**Work required**
Among the records below, find each line that includes the string "widened" and copy it.

**Records to process**
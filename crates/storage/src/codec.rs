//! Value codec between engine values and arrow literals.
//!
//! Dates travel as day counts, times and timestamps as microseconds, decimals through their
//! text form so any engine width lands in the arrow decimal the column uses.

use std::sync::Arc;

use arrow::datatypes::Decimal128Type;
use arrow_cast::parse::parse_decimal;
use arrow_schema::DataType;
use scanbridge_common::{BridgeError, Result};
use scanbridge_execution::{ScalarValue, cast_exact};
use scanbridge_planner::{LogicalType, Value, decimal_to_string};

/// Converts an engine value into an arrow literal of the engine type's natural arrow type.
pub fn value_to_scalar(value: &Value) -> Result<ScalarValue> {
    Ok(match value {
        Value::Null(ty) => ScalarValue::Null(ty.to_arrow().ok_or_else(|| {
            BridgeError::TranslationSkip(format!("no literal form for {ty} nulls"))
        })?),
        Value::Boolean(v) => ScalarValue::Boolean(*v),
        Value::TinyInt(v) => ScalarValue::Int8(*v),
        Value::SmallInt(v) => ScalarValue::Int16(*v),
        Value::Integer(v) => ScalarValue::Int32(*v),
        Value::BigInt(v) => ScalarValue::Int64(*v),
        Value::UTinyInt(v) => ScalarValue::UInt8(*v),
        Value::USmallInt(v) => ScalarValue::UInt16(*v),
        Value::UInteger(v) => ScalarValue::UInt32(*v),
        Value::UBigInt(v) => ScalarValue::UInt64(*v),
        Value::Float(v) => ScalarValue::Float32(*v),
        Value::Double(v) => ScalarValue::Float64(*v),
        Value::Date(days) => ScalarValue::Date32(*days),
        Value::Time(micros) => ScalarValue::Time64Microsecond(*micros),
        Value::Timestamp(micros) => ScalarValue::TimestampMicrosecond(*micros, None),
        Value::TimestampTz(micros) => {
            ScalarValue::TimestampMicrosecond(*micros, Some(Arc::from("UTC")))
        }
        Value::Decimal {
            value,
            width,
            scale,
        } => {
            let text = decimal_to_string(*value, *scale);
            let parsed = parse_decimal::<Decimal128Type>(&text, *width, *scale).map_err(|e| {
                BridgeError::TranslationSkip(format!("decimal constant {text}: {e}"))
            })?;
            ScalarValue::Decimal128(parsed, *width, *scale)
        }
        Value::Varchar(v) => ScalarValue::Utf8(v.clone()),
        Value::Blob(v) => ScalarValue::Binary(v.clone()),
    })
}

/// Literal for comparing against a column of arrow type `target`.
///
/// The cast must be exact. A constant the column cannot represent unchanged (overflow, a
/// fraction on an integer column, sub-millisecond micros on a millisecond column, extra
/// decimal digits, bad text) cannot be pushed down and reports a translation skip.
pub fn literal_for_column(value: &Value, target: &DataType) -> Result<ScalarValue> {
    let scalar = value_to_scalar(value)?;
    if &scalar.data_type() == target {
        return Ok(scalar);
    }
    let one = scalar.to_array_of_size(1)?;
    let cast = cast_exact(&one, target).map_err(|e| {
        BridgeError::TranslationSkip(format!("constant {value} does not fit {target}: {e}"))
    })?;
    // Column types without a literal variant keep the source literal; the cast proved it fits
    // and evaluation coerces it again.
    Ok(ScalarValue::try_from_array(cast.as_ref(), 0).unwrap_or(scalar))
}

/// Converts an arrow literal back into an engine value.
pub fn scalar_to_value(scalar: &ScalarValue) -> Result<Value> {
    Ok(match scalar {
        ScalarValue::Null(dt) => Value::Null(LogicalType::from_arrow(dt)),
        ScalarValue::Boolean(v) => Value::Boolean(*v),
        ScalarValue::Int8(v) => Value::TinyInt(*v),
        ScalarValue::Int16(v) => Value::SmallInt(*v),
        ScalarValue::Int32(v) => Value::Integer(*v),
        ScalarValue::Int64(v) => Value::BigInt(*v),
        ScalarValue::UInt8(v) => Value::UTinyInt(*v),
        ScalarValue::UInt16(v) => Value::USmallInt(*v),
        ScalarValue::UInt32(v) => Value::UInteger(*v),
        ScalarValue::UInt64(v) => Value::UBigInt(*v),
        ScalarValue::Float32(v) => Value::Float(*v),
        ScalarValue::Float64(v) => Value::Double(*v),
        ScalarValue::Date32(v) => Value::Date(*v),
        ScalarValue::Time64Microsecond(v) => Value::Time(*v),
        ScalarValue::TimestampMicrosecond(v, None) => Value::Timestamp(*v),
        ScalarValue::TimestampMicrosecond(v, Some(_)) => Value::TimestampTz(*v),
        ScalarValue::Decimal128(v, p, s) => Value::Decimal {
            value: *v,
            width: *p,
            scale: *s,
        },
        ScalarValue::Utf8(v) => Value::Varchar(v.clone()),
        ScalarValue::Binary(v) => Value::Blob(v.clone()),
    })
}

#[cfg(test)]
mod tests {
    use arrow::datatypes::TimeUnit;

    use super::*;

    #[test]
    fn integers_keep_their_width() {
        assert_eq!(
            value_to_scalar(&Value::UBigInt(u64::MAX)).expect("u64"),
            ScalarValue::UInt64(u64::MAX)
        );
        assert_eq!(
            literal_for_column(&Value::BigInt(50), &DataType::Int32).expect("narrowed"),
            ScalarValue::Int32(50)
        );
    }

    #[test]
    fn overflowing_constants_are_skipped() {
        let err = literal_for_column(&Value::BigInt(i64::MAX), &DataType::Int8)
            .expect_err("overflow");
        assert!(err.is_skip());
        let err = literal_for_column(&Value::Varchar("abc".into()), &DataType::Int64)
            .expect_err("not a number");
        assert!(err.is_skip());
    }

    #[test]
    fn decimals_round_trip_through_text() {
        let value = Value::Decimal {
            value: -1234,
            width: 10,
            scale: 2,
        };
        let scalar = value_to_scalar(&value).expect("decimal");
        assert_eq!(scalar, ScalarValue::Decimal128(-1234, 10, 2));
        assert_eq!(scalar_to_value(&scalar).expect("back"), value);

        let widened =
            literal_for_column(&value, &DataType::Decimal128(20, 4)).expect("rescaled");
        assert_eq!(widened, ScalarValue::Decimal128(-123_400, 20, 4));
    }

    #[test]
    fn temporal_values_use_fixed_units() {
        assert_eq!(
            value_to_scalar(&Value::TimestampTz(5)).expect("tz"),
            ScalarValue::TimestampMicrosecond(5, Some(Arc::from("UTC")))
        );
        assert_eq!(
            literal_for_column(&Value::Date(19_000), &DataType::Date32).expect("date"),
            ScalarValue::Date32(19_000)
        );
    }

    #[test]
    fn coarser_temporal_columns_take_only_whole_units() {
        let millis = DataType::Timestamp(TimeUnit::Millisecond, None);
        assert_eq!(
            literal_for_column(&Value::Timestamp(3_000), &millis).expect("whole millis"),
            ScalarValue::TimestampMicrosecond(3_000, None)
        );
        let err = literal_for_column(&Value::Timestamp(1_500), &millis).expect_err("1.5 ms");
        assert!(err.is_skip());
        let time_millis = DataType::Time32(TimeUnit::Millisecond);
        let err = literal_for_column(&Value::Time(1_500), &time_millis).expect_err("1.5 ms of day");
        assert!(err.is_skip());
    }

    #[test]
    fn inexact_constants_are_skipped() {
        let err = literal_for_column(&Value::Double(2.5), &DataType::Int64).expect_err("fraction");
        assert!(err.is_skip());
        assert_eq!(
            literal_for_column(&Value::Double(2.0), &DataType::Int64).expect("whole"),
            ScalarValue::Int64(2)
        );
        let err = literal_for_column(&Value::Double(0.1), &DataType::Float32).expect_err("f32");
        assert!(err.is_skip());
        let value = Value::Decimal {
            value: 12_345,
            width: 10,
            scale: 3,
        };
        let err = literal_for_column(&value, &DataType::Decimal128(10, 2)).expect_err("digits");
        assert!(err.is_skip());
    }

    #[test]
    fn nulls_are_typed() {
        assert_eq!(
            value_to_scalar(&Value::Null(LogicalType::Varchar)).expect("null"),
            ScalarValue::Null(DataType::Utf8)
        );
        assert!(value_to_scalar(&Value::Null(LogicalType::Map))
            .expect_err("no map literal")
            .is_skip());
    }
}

**Answer for this exercise**
        let widened =
        assert_eq!(widened, ScalarValue::Decimal128(-123_400, 20, 4));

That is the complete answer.